Task to carry out:
State how many lines of the data below hold the string "depth", giving nothing but the number.

Record set:
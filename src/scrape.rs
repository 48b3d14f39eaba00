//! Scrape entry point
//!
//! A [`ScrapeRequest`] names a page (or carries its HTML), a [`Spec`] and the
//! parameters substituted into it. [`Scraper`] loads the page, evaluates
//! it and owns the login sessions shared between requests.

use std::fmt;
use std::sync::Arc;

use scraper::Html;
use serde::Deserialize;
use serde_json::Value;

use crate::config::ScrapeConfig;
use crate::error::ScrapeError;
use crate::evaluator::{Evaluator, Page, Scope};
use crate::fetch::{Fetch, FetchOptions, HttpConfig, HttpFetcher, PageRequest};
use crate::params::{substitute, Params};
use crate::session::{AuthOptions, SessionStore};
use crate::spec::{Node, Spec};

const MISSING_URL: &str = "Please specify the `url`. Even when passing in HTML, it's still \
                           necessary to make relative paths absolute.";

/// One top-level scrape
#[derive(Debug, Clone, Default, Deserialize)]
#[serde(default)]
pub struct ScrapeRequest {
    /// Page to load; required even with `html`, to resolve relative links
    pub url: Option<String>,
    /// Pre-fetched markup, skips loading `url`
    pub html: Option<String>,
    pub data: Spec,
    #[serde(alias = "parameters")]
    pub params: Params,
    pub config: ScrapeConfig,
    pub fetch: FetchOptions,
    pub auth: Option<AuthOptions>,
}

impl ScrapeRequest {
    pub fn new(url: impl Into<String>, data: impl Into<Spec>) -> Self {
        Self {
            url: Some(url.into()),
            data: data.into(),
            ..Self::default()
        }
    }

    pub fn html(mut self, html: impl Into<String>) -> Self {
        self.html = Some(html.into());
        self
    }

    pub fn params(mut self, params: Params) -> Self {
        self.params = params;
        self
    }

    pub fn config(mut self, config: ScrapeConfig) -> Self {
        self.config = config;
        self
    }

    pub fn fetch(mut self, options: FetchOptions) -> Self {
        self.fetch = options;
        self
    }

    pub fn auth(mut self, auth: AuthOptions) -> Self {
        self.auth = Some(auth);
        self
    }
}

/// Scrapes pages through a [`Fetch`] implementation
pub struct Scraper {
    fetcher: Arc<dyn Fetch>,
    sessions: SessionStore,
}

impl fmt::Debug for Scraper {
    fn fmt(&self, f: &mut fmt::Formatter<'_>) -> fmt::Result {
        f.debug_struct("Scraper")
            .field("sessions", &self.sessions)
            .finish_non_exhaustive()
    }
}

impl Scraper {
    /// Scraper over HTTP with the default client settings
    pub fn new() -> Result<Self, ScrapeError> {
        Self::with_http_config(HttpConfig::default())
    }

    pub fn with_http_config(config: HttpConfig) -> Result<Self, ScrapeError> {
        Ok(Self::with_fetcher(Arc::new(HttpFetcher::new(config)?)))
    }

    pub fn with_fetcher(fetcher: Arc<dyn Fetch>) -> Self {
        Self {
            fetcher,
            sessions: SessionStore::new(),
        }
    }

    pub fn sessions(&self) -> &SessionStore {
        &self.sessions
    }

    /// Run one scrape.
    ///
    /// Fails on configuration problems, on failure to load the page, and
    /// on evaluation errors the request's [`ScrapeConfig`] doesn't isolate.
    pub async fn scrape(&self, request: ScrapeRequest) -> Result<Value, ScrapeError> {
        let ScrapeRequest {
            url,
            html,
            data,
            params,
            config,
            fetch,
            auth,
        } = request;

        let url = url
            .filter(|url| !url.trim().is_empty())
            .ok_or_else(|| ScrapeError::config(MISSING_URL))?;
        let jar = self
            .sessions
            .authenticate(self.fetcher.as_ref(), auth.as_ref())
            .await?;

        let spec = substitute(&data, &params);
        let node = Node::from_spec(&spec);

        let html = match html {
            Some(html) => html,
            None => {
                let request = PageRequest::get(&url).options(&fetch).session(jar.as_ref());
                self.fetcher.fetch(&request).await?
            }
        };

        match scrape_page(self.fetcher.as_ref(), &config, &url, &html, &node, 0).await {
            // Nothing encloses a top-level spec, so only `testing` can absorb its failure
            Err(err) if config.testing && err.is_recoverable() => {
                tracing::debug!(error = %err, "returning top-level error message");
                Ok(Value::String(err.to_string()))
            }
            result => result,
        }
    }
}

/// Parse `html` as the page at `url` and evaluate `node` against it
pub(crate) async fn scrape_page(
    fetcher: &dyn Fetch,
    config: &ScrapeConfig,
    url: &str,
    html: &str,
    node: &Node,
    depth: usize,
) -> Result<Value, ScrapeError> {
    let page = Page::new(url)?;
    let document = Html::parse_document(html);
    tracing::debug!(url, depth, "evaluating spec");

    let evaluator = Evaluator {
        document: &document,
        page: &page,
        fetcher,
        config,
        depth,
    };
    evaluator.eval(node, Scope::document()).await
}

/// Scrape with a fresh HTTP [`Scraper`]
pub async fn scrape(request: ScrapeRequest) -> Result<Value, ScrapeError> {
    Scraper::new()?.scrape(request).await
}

---

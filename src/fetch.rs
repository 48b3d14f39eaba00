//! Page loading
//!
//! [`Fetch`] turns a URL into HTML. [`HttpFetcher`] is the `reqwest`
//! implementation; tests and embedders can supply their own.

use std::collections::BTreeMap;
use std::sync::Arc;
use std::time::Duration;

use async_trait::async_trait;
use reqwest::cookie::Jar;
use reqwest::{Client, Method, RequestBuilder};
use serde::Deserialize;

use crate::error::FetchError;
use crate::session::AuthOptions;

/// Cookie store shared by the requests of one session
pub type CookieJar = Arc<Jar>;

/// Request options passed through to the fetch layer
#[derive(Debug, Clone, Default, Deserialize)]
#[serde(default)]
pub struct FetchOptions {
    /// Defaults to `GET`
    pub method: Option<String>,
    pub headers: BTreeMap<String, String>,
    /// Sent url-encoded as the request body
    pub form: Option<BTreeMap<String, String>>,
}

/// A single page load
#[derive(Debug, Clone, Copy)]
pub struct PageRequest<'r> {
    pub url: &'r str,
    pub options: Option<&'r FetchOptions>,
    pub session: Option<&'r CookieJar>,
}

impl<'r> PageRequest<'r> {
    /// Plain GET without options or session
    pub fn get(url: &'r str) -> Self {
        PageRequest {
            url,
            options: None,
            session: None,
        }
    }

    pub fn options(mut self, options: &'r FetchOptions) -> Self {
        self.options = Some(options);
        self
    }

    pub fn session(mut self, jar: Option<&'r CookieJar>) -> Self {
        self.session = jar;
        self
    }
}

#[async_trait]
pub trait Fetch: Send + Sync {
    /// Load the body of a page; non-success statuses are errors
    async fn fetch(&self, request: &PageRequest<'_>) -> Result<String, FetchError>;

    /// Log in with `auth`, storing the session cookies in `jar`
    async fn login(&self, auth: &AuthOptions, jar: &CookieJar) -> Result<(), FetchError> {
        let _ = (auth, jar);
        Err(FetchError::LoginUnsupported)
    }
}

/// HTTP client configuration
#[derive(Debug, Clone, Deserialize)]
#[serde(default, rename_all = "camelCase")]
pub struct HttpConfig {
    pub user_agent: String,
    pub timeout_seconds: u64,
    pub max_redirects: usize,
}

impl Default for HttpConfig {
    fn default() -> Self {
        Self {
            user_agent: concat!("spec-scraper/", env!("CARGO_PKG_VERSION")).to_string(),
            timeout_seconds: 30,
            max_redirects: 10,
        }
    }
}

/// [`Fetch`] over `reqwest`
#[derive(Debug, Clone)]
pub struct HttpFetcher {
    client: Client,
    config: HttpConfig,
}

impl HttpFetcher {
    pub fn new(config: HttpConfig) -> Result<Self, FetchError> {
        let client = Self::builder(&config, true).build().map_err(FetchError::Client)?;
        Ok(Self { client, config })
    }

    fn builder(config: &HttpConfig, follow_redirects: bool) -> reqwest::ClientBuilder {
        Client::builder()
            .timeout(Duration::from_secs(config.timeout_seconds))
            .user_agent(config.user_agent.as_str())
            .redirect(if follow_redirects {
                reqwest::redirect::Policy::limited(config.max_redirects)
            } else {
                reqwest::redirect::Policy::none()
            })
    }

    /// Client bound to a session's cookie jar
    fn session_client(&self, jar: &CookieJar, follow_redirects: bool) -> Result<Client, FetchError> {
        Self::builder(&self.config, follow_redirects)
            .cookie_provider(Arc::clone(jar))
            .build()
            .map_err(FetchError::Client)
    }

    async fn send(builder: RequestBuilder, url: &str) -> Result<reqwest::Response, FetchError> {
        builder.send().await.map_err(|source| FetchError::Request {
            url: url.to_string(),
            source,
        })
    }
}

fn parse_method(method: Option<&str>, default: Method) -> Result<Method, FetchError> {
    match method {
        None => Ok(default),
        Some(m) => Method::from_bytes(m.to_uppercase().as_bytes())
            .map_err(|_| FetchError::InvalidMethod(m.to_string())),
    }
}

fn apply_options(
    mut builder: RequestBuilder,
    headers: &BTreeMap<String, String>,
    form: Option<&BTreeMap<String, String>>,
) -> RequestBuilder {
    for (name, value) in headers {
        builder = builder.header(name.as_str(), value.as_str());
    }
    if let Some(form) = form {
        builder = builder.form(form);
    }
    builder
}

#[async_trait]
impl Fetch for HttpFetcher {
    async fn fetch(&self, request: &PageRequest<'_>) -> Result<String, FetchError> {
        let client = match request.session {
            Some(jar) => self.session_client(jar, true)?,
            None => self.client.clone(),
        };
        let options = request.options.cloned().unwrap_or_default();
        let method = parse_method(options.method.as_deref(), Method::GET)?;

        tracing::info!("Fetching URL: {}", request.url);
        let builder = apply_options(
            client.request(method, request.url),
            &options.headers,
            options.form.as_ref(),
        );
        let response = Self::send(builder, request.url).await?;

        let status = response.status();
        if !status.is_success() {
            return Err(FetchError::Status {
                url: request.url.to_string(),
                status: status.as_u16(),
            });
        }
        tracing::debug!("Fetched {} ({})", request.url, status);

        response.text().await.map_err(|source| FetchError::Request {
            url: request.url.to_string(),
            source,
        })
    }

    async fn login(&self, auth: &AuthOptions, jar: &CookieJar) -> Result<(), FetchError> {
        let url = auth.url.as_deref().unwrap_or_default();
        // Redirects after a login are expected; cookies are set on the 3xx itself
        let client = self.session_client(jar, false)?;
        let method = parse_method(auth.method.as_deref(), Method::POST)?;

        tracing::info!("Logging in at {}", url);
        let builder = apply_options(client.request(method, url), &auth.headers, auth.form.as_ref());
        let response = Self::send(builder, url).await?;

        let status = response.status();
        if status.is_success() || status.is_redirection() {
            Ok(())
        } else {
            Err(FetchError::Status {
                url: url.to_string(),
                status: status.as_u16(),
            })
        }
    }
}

...

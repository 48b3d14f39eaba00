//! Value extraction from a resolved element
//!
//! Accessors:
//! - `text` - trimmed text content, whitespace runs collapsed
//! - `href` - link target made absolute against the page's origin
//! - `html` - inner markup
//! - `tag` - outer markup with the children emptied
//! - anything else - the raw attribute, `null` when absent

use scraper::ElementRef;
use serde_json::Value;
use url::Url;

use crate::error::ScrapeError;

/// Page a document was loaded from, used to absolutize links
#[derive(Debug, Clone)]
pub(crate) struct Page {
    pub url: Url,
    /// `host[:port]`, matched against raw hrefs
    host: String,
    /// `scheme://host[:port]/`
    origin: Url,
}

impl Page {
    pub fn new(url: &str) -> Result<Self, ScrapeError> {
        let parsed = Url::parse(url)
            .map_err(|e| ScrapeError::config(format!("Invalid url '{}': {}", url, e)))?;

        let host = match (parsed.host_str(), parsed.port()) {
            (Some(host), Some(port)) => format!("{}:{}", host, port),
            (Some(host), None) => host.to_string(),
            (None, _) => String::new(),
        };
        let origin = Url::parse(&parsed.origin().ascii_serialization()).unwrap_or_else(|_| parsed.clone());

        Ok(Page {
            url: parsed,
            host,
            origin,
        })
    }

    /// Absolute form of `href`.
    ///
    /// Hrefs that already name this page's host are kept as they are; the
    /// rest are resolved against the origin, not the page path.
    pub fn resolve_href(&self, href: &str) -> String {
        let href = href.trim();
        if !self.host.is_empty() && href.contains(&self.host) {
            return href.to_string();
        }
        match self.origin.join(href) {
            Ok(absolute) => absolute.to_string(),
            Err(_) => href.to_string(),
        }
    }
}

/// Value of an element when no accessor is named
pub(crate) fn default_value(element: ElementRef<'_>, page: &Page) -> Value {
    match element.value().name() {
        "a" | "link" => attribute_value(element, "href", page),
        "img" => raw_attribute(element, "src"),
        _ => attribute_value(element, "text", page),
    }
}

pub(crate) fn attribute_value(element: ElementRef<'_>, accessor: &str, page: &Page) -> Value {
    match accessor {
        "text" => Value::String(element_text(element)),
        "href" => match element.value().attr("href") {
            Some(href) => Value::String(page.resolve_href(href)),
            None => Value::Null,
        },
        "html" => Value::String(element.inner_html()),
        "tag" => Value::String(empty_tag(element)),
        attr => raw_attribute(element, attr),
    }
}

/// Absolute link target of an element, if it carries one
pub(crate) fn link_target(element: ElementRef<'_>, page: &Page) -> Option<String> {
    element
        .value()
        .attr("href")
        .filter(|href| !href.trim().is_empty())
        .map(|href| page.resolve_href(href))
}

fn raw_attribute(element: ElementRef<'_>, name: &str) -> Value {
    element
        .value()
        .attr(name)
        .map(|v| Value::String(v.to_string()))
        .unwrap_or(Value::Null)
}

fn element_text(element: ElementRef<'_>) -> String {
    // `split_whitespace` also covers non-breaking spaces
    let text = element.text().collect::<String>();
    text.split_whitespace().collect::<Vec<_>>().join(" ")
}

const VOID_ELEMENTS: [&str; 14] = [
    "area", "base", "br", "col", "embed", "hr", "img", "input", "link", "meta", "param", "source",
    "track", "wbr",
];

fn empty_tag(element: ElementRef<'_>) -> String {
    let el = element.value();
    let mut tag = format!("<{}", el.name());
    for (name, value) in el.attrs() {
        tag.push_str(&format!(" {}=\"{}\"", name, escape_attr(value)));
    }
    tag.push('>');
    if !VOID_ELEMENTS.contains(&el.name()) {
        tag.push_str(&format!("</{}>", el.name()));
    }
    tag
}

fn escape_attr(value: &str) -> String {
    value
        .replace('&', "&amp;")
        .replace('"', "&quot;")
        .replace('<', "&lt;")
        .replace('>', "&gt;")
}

Result:
3